▶ [TASK REQUIREMENTS]:
For the material that follows, return exactly the lines from the one with "impl ToSql for &ColumnDef<'_>" through the one with "pub mod models;", both ends included.

▶ [AVAILABLE RECORDS]:
══════════

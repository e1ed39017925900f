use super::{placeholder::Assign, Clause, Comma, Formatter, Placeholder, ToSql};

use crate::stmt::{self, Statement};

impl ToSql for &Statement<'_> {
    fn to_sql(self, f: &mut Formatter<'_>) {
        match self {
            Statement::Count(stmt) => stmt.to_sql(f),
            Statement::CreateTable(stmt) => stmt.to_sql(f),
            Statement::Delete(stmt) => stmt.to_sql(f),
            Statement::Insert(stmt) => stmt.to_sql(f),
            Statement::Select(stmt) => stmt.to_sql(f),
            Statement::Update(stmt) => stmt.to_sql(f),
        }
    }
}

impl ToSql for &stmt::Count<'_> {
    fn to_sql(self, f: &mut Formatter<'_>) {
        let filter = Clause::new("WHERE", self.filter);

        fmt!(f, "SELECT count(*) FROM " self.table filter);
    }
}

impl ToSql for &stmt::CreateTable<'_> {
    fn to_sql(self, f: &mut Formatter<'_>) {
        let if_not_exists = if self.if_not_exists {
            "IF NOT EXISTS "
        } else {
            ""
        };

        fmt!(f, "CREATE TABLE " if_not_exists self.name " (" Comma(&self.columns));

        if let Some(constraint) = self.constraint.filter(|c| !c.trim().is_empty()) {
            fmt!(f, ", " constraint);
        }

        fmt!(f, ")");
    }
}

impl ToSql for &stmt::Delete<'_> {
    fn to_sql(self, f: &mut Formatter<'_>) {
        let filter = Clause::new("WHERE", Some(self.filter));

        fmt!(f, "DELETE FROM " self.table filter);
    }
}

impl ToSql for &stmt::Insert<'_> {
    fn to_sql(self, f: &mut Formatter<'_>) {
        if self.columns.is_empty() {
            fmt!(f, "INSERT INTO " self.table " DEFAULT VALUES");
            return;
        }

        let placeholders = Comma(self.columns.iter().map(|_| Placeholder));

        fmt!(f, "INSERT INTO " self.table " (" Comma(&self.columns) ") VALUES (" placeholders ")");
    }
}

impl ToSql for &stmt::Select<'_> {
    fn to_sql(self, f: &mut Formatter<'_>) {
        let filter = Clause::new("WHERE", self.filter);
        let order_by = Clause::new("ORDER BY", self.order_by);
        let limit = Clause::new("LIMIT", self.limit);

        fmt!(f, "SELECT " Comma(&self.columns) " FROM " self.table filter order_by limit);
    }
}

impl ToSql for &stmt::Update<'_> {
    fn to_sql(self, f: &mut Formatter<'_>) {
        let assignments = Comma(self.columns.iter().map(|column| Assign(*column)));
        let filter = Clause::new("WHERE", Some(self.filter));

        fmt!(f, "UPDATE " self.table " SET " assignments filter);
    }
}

══════════

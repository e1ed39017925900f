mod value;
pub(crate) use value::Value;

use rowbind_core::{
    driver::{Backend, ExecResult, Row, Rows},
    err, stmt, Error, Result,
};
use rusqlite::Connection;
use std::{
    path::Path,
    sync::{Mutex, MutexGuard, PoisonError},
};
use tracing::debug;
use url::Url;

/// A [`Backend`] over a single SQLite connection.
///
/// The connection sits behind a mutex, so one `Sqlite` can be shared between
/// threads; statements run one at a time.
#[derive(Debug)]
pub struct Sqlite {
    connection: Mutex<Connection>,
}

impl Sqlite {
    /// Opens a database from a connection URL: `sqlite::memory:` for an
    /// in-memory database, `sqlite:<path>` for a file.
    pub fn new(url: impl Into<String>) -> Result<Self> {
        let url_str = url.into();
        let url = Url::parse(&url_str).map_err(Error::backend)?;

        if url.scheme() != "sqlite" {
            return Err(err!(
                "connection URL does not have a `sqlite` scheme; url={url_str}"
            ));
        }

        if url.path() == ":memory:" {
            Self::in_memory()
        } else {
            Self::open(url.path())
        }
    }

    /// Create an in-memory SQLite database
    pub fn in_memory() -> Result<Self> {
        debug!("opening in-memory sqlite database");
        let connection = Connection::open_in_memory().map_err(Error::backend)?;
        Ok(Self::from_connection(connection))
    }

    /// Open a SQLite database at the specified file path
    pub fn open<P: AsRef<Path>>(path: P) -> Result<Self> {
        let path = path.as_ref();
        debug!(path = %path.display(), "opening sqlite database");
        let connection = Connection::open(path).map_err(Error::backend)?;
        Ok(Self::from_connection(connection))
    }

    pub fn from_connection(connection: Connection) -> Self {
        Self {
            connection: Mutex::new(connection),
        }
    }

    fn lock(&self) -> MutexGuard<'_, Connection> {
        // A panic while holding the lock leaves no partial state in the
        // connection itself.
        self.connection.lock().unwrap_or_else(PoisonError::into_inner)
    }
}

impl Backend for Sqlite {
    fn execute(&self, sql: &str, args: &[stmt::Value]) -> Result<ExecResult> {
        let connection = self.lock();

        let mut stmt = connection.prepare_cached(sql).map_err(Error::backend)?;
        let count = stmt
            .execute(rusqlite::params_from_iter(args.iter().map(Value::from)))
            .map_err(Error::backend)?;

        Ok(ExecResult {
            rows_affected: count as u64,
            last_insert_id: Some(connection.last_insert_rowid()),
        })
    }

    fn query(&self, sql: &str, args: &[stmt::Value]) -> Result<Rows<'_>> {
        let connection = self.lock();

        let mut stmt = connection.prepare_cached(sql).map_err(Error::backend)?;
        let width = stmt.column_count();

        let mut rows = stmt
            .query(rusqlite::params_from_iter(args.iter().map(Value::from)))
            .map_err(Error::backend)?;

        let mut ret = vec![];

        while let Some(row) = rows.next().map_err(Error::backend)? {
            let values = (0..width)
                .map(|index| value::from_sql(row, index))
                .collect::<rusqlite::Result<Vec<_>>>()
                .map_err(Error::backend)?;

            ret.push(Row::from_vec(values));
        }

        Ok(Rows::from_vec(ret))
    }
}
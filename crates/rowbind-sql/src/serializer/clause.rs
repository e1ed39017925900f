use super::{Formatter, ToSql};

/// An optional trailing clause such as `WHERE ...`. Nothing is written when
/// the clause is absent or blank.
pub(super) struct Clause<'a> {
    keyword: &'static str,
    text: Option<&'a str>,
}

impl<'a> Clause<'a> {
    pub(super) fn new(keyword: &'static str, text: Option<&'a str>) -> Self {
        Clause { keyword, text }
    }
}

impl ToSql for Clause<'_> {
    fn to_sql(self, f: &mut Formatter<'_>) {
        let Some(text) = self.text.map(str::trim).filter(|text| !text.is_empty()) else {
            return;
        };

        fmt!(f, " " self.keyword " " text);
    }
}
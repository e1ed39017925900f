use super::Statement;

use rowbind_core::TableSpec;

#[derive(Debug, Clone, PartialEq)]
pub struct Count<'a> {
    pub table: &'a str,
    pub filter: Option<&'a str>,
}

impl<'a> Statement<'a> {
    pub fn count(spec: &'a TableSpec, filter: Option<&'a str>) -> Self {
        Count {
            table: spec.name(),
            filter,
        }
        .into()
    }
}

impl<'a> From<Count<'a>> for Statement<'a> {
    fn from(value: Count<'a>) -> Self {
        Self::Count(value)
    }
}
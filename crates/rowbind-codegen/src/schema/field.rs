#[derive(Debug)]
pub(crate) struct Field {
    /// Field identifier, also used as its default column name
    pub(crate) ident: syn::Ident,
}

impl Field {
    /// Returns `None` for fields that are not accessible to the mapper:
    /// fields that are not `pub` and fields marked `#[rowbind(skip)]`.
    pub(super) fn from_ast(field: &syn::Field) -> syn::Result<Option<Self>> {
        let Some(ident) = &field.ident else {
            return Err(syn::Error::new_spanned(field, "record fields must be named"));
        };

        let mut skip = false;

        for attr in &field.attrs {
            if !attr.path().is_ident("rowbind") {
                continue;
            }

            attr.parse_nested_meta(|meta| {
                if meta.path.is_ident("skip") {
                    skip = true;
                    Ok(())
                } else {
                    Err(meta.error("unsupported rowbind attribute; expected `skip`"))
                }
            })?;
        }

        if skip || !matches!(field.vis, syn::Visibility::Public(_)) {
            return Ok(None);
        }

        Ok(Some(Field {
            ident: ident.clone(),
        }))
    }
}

══════════

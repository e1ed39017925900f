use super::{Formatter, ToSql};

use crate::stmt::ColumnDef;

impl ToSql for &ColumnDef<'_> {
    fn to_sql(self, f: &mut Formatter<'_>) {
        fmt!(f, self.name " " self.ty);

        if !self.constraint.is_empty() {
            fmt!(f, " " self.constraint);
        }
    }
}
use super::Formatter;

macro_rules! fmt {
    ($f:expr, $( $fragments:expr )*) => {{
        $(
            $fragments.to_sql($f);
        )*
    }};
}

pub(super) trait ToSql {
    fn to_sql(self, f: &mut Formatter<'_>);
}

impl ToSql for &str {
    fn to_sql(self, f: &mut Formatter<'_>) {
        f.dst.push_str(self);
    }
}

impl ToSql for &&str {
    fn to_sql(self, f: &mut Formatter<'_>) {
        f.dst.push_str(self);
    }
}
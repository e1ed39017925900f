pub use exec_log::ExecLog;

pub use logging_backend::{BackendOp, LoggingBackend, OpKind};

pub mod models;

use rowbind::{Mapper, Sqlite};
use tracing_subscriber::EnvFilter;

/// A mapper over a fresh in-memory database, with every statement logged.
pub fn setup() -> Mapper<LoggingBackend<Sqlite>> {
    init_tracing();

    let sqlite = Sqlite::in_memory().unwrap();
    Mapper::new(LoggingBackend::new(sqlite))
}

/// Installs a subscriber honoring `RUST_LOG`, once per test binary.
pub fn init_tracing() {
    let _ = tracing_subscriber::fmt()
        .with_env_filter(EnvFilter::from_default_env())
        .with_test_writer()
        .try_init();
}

══════════

▶ [PROBLEM SOLUTION]:
impl ToSql for &ColumnDef<'_> {
    fn to_sql(self, f: &mut Formatter<'_>) {
        fmt!(f, self.name " " self.ty);

        if !self.constraint.is_empty() {
            fmt!(f, " " self.constraint);
        }
    }
}
use super::Formatter;

macro_rules! fmt {
    ($f:expr, $( $fragments:expr )*) => {{
        $(
            $fragments.to_sql($f);
        )*
    }};
}

pub(super) trait ToSql {
    fn to_sql(self, f: &mut Formatter<'_>);
}

impl ToSql for &str {
    fn to_sql(self, f: &mut Formatter<'_>) {
        f.dst.push_str(self);
    }
}

impl ToSql for &&str {
    fn to_sql(self, f: &mut Formatter<'_>) {
        f.dst.push_str(self);
    }
}
repository e1ed39017925900f
pub use exec_log::ExecLog;

pub use logging_backend::{BackendOp, LoggingBackend, OpKind};

pub mod models;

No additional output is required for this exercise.